= Beginning of Section =

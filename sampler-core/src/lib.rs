#![no_std]

//! Portable acquisition scheduler for the multi-function optical/bio-potential
//! front end. Hardware, algorithms, and auxiliary sensors are injected as
//! traits so the same logic runs on MCU firmware and under host tests.

#[macro_use]
mod log;

pub mod aligner;
pub mod config;
pub mod driver;
pub mod engineering;
pub mod error;
pub mod events;
pub mod functions;
pub mod irq;
pub mod scheduler;
pub mod slots;
pub mod wear;

pub use config::{ChipTopology, ConfigCatalog, ConfigSet, InterruptMode, SchedulerConfig};
pub use engineering::SampleParams;
pub use error::{AlgorithmError, DriverError, ParameterError, SchedulerError};
pub use events::{EventExtra, EventReport, IrqEvents, SoftEvents};
pub use functions::{FunctionId, FunctionMask};
pub use irq::IrqLatch;
pub use scheduler::{CycleOutcome, CycleSummary, Scheduler, SchedulerState};
//! Hand-overs between hardware ADT and the accelerometer confirm path.

use crate::driver::{Algorithms, AuxSensorKind, AuxSensors, ChipControl, EventSink};
use crate::error::SchedulerError;
use crate::events::{EventExtra, EventReport, IrqEvents};
use crate::functions::FunctionId;
use crate::wear::{SwitchMode, WearDetect, WearSnapshot};

use super::Scheduler;

impl<C, S, A, E> Scheduler<C, S, A, E>
where
    C: ChipControl,
    S: AuxSensors,
    A: Algorithms,
    E: EventSink,
{
    /// Movement was seen: hardware ADT takes over wear detection.
    pub fn start_hard_adt(&mut self) -> Result<(), SchedulerError> {
        self.ensure_ready()?;
        if !self.state.active.has(FunctionId::Adt) {
            return Ok(());
        }
        self.chip.function_start(FunctionId::Adt)?;
        self.state.wear.set_hard_adt_owned(true);
        self.algorithms.reset_motion();
        self.refresh_slots();
        info!("adt: hardware detection owns wear");
        Ok(())
    }

    /// Hands wear detection from hardware ADT back to the confirm timer.
    pub fn stop_hard_adt_and_start_motion_detect(&mut self) -> Result<(), SchedulerError> {
        self.ensure_ready()?;
        if !self.state.active.has(FunctionId::Adt) {
            return Ok(());
        }
        self.chip.function_stop(FunctionId::Adt)?;

        let mut events = IrqEvents::WEAR_OFF;
        self.state
            .wear
            .process_events(&mut self.chip, &mut events, true, SwitchMode::Forced);
        self.state.wear.set_hard_adt_owned(false);
        self.algorithms.reset_motion();
        self.state.wear.start_timer(&mut self.algorithms);
        self.refresh_slots();

        if !events.is_empty() {
            self.sink
                .report(&EventReport::new(events, EventExtra::empty()));
        }
        info!("adt: motion detection owns wear");
        Ok(())
    }

    /// Re-arms wear-on detection when the device is currently considered worn.
    pub fn redetect_wear_on(&mut self) -> Result<(), SchedulerError> {
        self.ensure_ready()?;
        if self.state.wear.detect() != WearDetect::WearOff {
            return Ok(());
        }
        let mut events = IrqEvents::WEAR_OFF;
        let adt_active = self.state.active.has(FunctionId::Adt);
        self.state
            .wear
            .process_events(&mut self.chip, &mut events, adt_active, SwitchMode::Forced);
        if !events.is_empty() {
            self.sink
                .report(&EventReport::new(events, EventExtra::empty()));
        }
        Ok(())
    }

    /// Confirm timer handler: feeds fresh motion samples to the confirmer.
    pub fn motion_tick(&mut self) -> Result<(), SchedulerError> {
        self.ensure_ready()?;
        self.tick_motion()
    }

    pub(super) fn tick_motion(&mut self) -> Result<(), SchedulerError> {
        if !self.state.wear.timer_running() {
            return Ok(());
        }
        let aux = self.config.aux;
        let accel_count = if aux.accel {
            let out = self.aux.accel.fresh_mut();
            let capacity = out.len();
            let count = self.sensors.read_accel(out);
            self.check_aux(AuxSensorKind::Accel, count, capacity)?
        } else {
            0
        };
        let cap_count = if aux.cap {
            let count = self.sensors.read_cap(&mut self.aux.cap);
            self.check_aux(AuxSensorKind::Cap, count, self.aux.cap.len())?
        } else {
            0
        };
        self.algorithms.feed(
            &self.aux.accel.fresh()[..accel_count],
            &self.aux.cap[..cap_count],
        );
        Ok(())
    }

    /// Puts ADT ownership, the confirm timer and the armed wear transition
    /// back to `snapshot` after a restart.
    pub(super) fn restore_wear(&mut self, snapshot: WearSnapshot) {
        if !self.state.active.has(FunctionId::Adt) {
            return;
        }

        let owned = self.state.wear.hard_adt_owned();
        if snapshot.hard_adt_owned != owned {
            let result = if snapshot.hard_adt_owned {
                self.chip.function_start(FunctionId::Adt)
            } else {
                self.chip.function_stop(FunctionId::Adt)
            };
            match result {
                Ok(()) => self.state.wear.set_hard_adt_owned(snapshot.hard_adt_owned),
                Err(err) => warn!("adt: ownership restore failed ({})", err),
            }
        }

        let running = self.state.wear.timer_running();
        if snapshot.timer_running && !running {
            self.state.wear.start_timer(&mut self.algorithms);
        } else if !snapshot.timer_running && running {
            self.state.wear.stop_timer(&mut self.algorithms);
        }

        let rearmed = if snapshot.detect == self.state.wear.detect() {
            Ok(())
        } else {
            self.state.wear.force(&mut self.chip, snapshot.detect)
        };
        if let Err(err) = rearmed {
            warn!("adt: wear restore failed ({})", err);
        }
        self.refresh_slots();
        debug!("adt: wear state restored");
    }
}
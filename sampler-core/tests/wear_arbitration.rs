mod common;

use common::{ChipCall, TestScheduler, raise, scheduler, scheduler_with};
use sampler_core::wear::{SwitchMode, WearDetect};
use sampler_core::{EventExtra, FunctionId, IrqEvents, SchedulerConfig, SoftEvents};

fn soft_confirm() -> TestScheduler {
    scheduler_with(SchedulerConfig {
        soft_adt_confirm: true,
        ..SchedulerConfig::default()
    })
}

fn event_switches(scheduler: &TestScheduler) -> usize {
    scheduler
        .chip()
        .calls
        .iter()
        .filter(|call| matches!(call, ChipCall::Wear(_, SwitchMode::EventDriven)))
        .count()
}

#[test]
fn hardware_wear_on_arms_wear_off() {
    let mut scheduler = scheduler();
    scheduler
        .start_sampling(FunctionId::Adt.mask())
        .expect("start ADT");
    raise(&mut scheduler, IrqEvents::WEAR_ON);

    let summary = scheduler.run_interrupt_cycle().expect("cycle runs");

    assert_eq!(summary.events, IrqEvents::WEAR_ON);
    assert_eq!(scheduler.state().wear().detect(), WearDetect::WearOff);
    assert!(
        scheduler
            .chip()
            .calls
            .contains(&ChipCall::Wear(WearDetect::WearOff, SwitchMode::EventDriven))
    );
    assert_eq!(scheduler.sink().wear.len(), 1);
    assert_eq!(scheduler.sink().wear[0].events, IrqEvents::WEAR_ON);
}

#[test]
fn refused_switch_suppresses_the_event() {
    let mut scheduler = scheduler();
    scheduler
        .start_sampling(FunctionId::Adt.mask())
        .expect("start ADT");
    scheduler.chip_mut().refuse_event_switch = true;
    raise(&mut scheduler, IrqEvents::WEAR_ON);

    let summary = scheduler.run_interrupt_cycle().expect("cycle runs");

    assert!(summary.events.is_empty());
    assert_eq!(
        scheduler.state().wear().detect(),
        WearDetect::WearOff,
        "detect state follows the event even when the switch is refused"
    );
    assert!(scheduler.sink().wear.is_empty());
}

#[test]
fn wear_bits_without_adt_are_dropped() {
    let mut scheduler = scheduler();
    scheduler
        .start_sampling(FunctionId::Hr.mask())
        .expect("start HR");
    raise(&mut scheduler, IrqEvents::WEAR_ON | IrqEvents::WEAR_OFF);

    let summary = scheduler.run_interrupt_cycle().expect("cycle runs");

    assert!(summary.events.is_empty());
    assert_eq!(event_switches(&scheduler), 0);
}

#[test]
fn unowned_wear_off_is_discarded() {
    let mut scheduler = soft_confirm();
    scheduler
        .start_sampling(FunctionId::Adt.mask())
        .expect("start ADT");
    assert!(!scheduler.state().wear().hard_adt_owned());
    assert!(scheduler.state().wear().timer_running());
    raise(&mut scheduler, IrqEvents::WEAR_OFF);

    let summary = scheduler.run_interrupt_cycle().expect("cycle runs");

    assert!(summary.events.is_empty());
    assert_eq!(event_switches(&scheduler), 0);
    assert!(scheduler.sink().wear.is_empty());
    assert_eq!(scheduler.state().wear().detect(), WearDetect::WearOn);
}

#[test]
fn movement_confirms_wear_on() {
    let mut scheduler = soft_confirm();
    scheduler
        .start_sampling(FunctionId::Adt.mask())
        .expect("start ADT");
    scheduler.start_hard_adt().expect("movement seen");
    assert!(scheduler.state().wear().hard_adt_owned());
    scheduler.algorithms_mut().movement = true;
    raise(&mut scheduler, IrqEvents::WEAR_ON);

    scheduler.run_interrupt_cycle().expect("cycle runs");

    let report = scheduler.sink().wear.last().copied().expect("wear hook called");
    assert_eq!(report.events, IrqEvents::WEAR_ON);
    assert_eq!(report.extra, EventExtra::LIVING);
    assert_eq!(scheduler.algorithms().motion_stops, 1);
    assert!(!scheduler.state().wear().timer_running());
    assert!(!scheduler.algorithms().timer);
}

#[test]
fn unconfirmed_wear_on_is_withheld() {
    let mut scheduler = soft_confirm();
    scheduler
        .start_sampling(FunctionId::Adt.mask())
        .expect("start ADT");
    scheduler.start_hard_adt().expect("movement seen");
    raise(&mut scheduler, IrqEvents::WEAR_ON);

    let summary = scheduler.run_interrupt_cycle().expect("cycle runs");

    assert!(!summary.events.contains(IrqEvents::WEAR_ON));
    assert!(scheduler.sink().wear.is_empty());
    assert!(scheduler.state().wear().timer_running(), "still waiting for movement");
}

#[test]
fn hand_over_to_motion_detection() {
    let mut scheduler = scheduler();
    scheduler
        .start_sampling(FunctionId::Adt.mask())
        .expect("start ADT");
    raise(&mut scheduler, IrqEvents::WEAR_ON);
    scheduler.run_interrupt_cycle().expect("wear-on cycle");

    scheduler
        .stop_hard_adt_and_start_motion_detect()
        .expect("hand over");

    let wear = scheduler.state().wear();
    assert_eq!(wear.detect(), WearDetect::WearOn);
    assert!(!wear.hard_adt_owned());
    assert!(wear.timer_running());
    assert!(scheduler.chip().calls.contains(&ChipCall::Stop(FunctionId::Adt)));
    assert!(
        scheduler
            .chip()
            .calls
            .contains(&ChipCall::Wear(WearDetect::WearOn, SwitchMode::Forced))
    );
    assert!(scheduler.sink().reported(IrqEvents::WEAR_OFF));

    scheduler.start_hard_adt().expect("take it back");
    assert!(scheduler.state().wear().hard_adt_owned());
    assert_eq!(scheduler.algorithms().motion_resets, 2);
}

#[test]
fn hand_over_without_adt_is_a_noop() {
    let mut scheduler = scheduler();
    let calls = scheduler.chip().calls.len();

    scheduler
        .stop_hard_adt_and_start_motion_detect()
        .expect("accepted");
    scheduler.start_hard_adt().expect("accepted");

    assert_eq!(scheduler.chip().calls.len(), calls);
    assert!(!scheduler.state().wear().timer_running());
}

#[test]
fn soft_wear_on_is_folded_into_the_pass() {
    let mut scheduler = scheduler();
    scheduler
        .start_sampling(FunctionId::Adt.mask())
        .expect("start ADT");
    scheduler.raise_soft_event(SoftEvents::WEAR_ON);

    let summary = scheduler.run_interrupt_cycle().expect("soft event runs the loop");

    assert_eq!(summary.events, IrqEvents::WEAR_ON);
    assert_eq!(scheduler.state().wear().detect(), WearDetect::WearOff);
    assert_eq!(scheduler.sink().wear[0].extra, EventExtra::LIVING);
    assert!(scheduler.state().soft_events().is_empty());
}

#[test]
fn redetect_rearms_a_worn_device() {
    let mut scheduler = scheduler();
    scheduler
        .start_sampling(FunctionId::Adt.mask())
        .expect("start ADT");
    let reports = scheduler.sink().reports.len();
    scheduler.redetect_wear_on().expect("not worn, nothing to do");
    assert_eq!(scheduler.sink().reports.len(), reports);

    raise(&mut scheduler, IrqEvents::WEAR_ON);
    scheduler.run_interrupt_cycle().expect("wear-on cycle");
    scheduler.redetect_wear_on().expect("rearm");

    assert_eq!(scheduler.state().wear().detect(), WearDetect::WearOn);
    let last = scheduler.sink().reports.last().expect("report");
    assert_eq!(last.events, IrqEvents::WEAR_OFF);
    assert!(!last.synthetic);
}

#[test]
fn motion_tick_feeds_only_while_timer_runs() {
    let mut scheduler = scheduler();
    scheduler.motion_tick().expect("idle tick");
    assert_eq!(scheduler.algorithms().fed, 0);

    let mut scheduler = soft_confirm();
    scheduler
        .start_sampling(FunctionId::Adt.mask())
        .expect("start ADT");
    scheduler.motion_tick().expect("tick");
    scheduler.motion_tick().expect("tick");
    assert_eq!(scheduler.algorithms().fed, 2);
}

#[test]
fn stopping_adt_stops_the_confirm_timer() {
    let mut scheduler = soft_confirm();
    scheduler
        .start_sampling(FunctionId::Adt.mask())
        .expect("start ADT");

    scheduler
        .stop_sampling(FunctionId::Adt.mask())
        .expect("stop ADT");

    assert!(!scheduler.state().wear().timer_running());
    assert!(!scheduler.algorithms().timer);
    assert_eq!(scheduler.algorithms().motion_resets, 1);
}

= End of Section =

> Work item
Search the records above for the string "Forced". Copy every line that contains it.

> Task response
            .process_events(&mut self.chip, &mut events, true, SwitchMode::Forced);
            .process_events(&mut self.chip, &mut events, adt_active, SwitchMode::Forced);
            .contains(&ChipCall::Wear(WearDetect::WearOn, SwitchMode::Forced))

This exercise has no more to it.